Una settimana fa Alexandre de Juniac, il numero uno di Air France-Klm, aveva lanciato strali contro l’accordo tra Alitalia e Etihad. «Se capiremo che si tratta di un’offerta ostile — aveva dichiarato — allora potremmo uscire dal capitale di Alitalia». Ma ieri, a 24 ore dall’annuncio del via libera alla trattativa finale tra le due compagnie, lo stesso de Juniac ha sotterrato l’ascia di guerra aprendo, di fatto, all’accordo tra Roma e Abu Dhabi: «Si tratta, probabilmente, di una operazione amichevole» ha tagliato corto. Anche se oggi il peso dei francesi in Alitalia è crollato dal 25% detenuto fino a ottobre, al 7% odierno, viene a cadere un possibile ostacolo all’ingresso degli arabi a Fiumicino. Una dichiarazione che potrebbe accelerare i preparativi per un matrimonio da celebrare entro fine giugno.

Nel contempo anche l’amministratore delegato di Klm Camiel Eurlings ha mostrato una sostanziale apertura all’operazione pur evidenziando i vincoli esistenti all’interno di Sky-Team, l’alleanza che comprende Air France-Klm, Delta, Alitalia e altre compagnie: «Il nuovo azionista ha tutto l’interesse a portare al successo Alitalia, che ha degli accordi sui voli transatlantici. Sarebbe contro l’interesse degli italiani non proseguire questa intesa».
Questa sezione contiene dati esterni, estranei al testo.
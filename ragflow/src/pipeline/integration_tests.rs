//! End-to-end pipeline tests over mock agents and indexes.

use crate::config::Settings;
use crate::errors::{RagflowError, StageError};
use crate::flow::QaEngine;
use crate::pipeline::PipelineBuilder;
use crate::search::Passage;
use crate::stages::QaStage;
use crate::state::{QaState, StateUpdate};
use crate::testing::{EchoAgent, FailingAgent, ScriptedAgent, SearchingAgent, StubIndex};
use async_trait::async_trait;
use parking_lot::Mutex;
use pretty_assertions::assert_eq;
use std::sync::Arc;
use std::time::Duration;

const PASSAGE: &str = "A vector database stores embeddings.";

fn engine(agent: Arc<dyn crate::agent::ToolAgent>, index: Arc<StubIndex>) -> QaEngine {
    QaEngine::new(agent, index, &Settings::default()).unwrap()
}

#[tokio::test]
async fn test_single_search_produces_full_provenance() {
    let index = Arc::new(StubIndex::with_passage(PASSAGE));
    let agent = Arc::new(SearchingAgent::new(vec!["vector database"], "verified"));
    let engine = engine(agent, index);

    let report = engine
        .run_qa_flow("What is a vector database?")
        .await
        .unwrap();

    assert_eq!(report.raw_context_blocks, vec![PASSAGE.to_string()]);
    assert!(report.context.contains("=== RETRIEVAL CALL 1 ==="));
    assert!(report.context.contains(PASSAGE));
    assert!(report.retrieval_traces.contains("Query: vector database"));
    assert!(report.retrieval_traces.contains(&format!(
        "Context Length: {} characters",
        PASSAGE.chars().count()
    )));
    assert_eq!(report.answer, "verified");
}

#[tokio::test]
async fn test_two_searches_produce_two_ordered_sections() {
    let index = Arc::new(StubIndex::with_passage(PASSAGE));
    let agent = Arc::new(SearchingAgent::new(
        vec!["vector database", "embedding storage"],
        "done",
    ));
    let engine = engine(agent, index);

    let report = engine
        .run_qa_flow("What is a vector database?")
        .await
        .unwrap();

    assert_eq!(report.raw_context_blocks.len(), 2);
    let first = report.context.find("=== RETRIEVAL CALL 1 ===").unwrap();
    let second = report.context.find("=== RETRIEVAL CALL 2 ===").unwrap();
    assert!(first < second);
    assert!(report.retrieval_traces.contains("Query: vector database"));
    assert!(report.retrieval_traces.contains("Query: embedding storage"));
}

#[tokio::test]
async fn test_zero_tool_calls_completes_with_empty_context() {
    let index = Arc::new(StubIndex::with_passage(PASSAGE));
    let engine = engine(Arc::new(EchoAgent), index);

    let report = engine.run_qa_flow("anything?").await.unwrap();

    assert_eq!(report.context, "");
    assert_eq!(report.raw_context_blocks, Vec::<String>::new());
    assert_eq!(report.retrieval_traces, "");
    // Downstream stages still ran against the empty context.
    assert!(report.draft_answer.contains("Context:\n"));
    assert!(report.answer.contains("Draft Answer:"));
}

#[tokio::test]
async fn test_failing_search_aborts_the_run() {
    let index = Arc::new(StubIndex::failing("index offline"));
    let agent = Arc::new(SearchingAgent::new(vec!["vector database"], "never"));
    let engine = engine(agent, index);

    let err = engine.run_qa_flow("question").await.unwrap_err();

    match err {
        RagflowError::StageExecution { stage, source } => {
            assert_eq!(stage, "retrieval");
            assert!(source.to_string().contains("index offline"));
        }
        other => panic!("unexpected error: {other}"),
    }
}

#[tokio::test]
async fn test_failing_agent_aborts_the_run() {
    let index = Arc::new(StubIndex::with_passage(PASSAGE));
    let engine = engine(Arc::new(FailingAgent::new("quota exhausted")), index);

    let err = engine.run_qa_flow("question").await.unwrap_err();
    assert!(matches!(err, RagflowError::StageExecution { .. }));
}

#[tokio::test]
async fn test_report_fields_are_always_present() {
    // The ScriptedAgent returns empty transcripts for every stage, the most
    // degraded run possible; every report field must still be concrete.
    let index = Arc::new(StubIndex::new());
    let engine = engine(Arc::new(ScriptedAgent::new()), index);

    let report = engine.run_qa_flow("question").await.unwrap();

    assert_eq!(report.answer, "");
    assert_eq!(report.context, "");
    assert_eq!(report.draft_answer, "");
    assert_eq!(report.retrieval_traces, "");
    assert!(report.raw_context_blocks.is_empty());
}

#[tokio::test]
async fn test_idempotent_compilation() {
    let build = || {
        engine(
            Arc::new(SearchingAgent::new(vec!["vector database"], "answer")),
            Arc::new(StubIndex::with_passage(PASSAGE)),
        )
    };

    let first = build().run_qa_flow("same question").await.unwrap();
    let second = build().run_qa_flow("same question").await.unwrap();

    assert_eq!(first, second);
}

#[tokio::test]
async fn test_concurrent_runs_are_isolated() {
    let index = Arc::new(StubIndex::new());
    let engine = Arc::new(engine(Arc::new(EchoAgent), index));

    let (left, right) = tokio::join!(
        engine.run_qa_flow("first question"),
        engine.run_qa_flow("second question"),
    );

    let left = left.unwrap();
    let right = right.unwrap();

    assert!(left.answer.contains("first question"));
    assert!(right.answer.contains("second question"));
    assert!(!left.answer.contains("second question"));
    assert!(!right.answer.contains("first question"));
}

/// A stand-in retrieval stage that finishes late, to prove stage ordering.
#[derive(Debug)]
struct SlowRetrieval;

#[async_trait]
impl QaStage for SlowRetrieval {
    fn name(&self) -> &str {
        "retrieval"
    }

    async fn run(&self, _state: &QaState) -> Result<StateUpdate, StageError> {
        tokio::time::sleep(Duration::from_millis(50)).await;
        Ok(StateUpdate::retrieval("late context", vec![], ""))
    }
}

/// Records the context value visible when the stage starts.
#[derive(Debug)]
struct ContextProbe {
    seen: Arc<Mutex<Option<Option<String>>>>,
}

#[async_trait]
impl QaStage for ContextProbe {
    fn name(&self) -> &str {
        "summarization"
    }

    async fn run(&self, state: &QaState) -> Result<StateUpdate, StageError> {
        *self.seen.lock() = Some(state.context.clone());
        Ok(StateUpdate::draft("draft"))
    }
}

#[tokio::test]
async fn test_retrieval_completes_before_summarization_starts() {
    let seen = Arc::new(Mutex::new(None));
    let pipeline = PipelineBuilder::new("qa")
        .stage(Arc::new(SlowRetrieval))
        .unwrap()
        .stage(Arc::new(ContextProbe { seen: seen.clone() }))
        .unwrap()
        .build()
        .unwrap();

    pipeline.run("question").await.unwrap();

    let observed = seen.lock().clone();
    assert_eq!(observed, Some(Some("late context".to_string())));
}

#[tokio::test]
async fn test_block_count_matches_result_count_through_engine() {
    let index = Arc::new(StubIndex::with_passages(vec![
        Passage::new("alpha"),
        Passage::new("beta"),
    ]));
    let agent = Arc::new(SearchingAgent::new(vec!["q1", "q2", "q3"], "done"));
    let engine = engine(agent, index);

    let report = engine.run_qa_flow("question").await.unwrap();

    // Three tool invocations, three verbatim blocks, three trace entries.
    assert_eq!(report.raw_context_blocks.len(), 3);
    assert_eq!(report.retrieval_traces.matches("Retrieval Call").count(), 3);
}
Intanto Alitalia e Etihad, in attesa della fusione, hanno dato il via ieri al primo accordo comrimettendo merciale della nuova era con “Italiani nel Mondo” 2015 che in contemporanea con l’Expo milanese lancerà nuove tariffe promozionali per attrarre potenziali clienti sparsi per il globo di origine italiana. Ma il clima a Fiumicino nelle ultime ore potrebbe volgere al perturbato a leggere le dichiarazioni della Uil Trasporti che col suo segretario generale Claudio Tarlazzi, invita tutti alla cautela: «Prima vediamo il piano industriale per il risanamento e lo sviluppo dell’azienda. Solo dopo dovrà essere fatta un’attenta analisi sulla dimensione degli organici in relazione al piano industriale e solo a valle di tale analisi si potrà comprendere la dimensione degli eventuali esuberi».

La ripresa economica sta però in ordine i conti di molte compagnie e le previsioni di rilancio, anche nel caso di matrimonio tra Alitalia ed Etihad, non potranno non tenerne conto in positivo. Secondo la Iata, che ieri ha tenuto il meeting che riunisce gran parte del settore aeronautico civile del mondo, le compagnie registreranno quest’anno un utile complessivo di 18 miliardi di dollari. A metà marzo l’associazione che raggruppa 240 compagnie (l’85% del traffico aereo) aveva calcolato un giro d’affari complessivo pari a 746 miliardi di dollari. Ma con margine netto per il settore che non supera un misero 2,4%, meno di sei dollari a passeggero per 3,3 miliardi di utenti e 52 milioni di tonnellate di merci.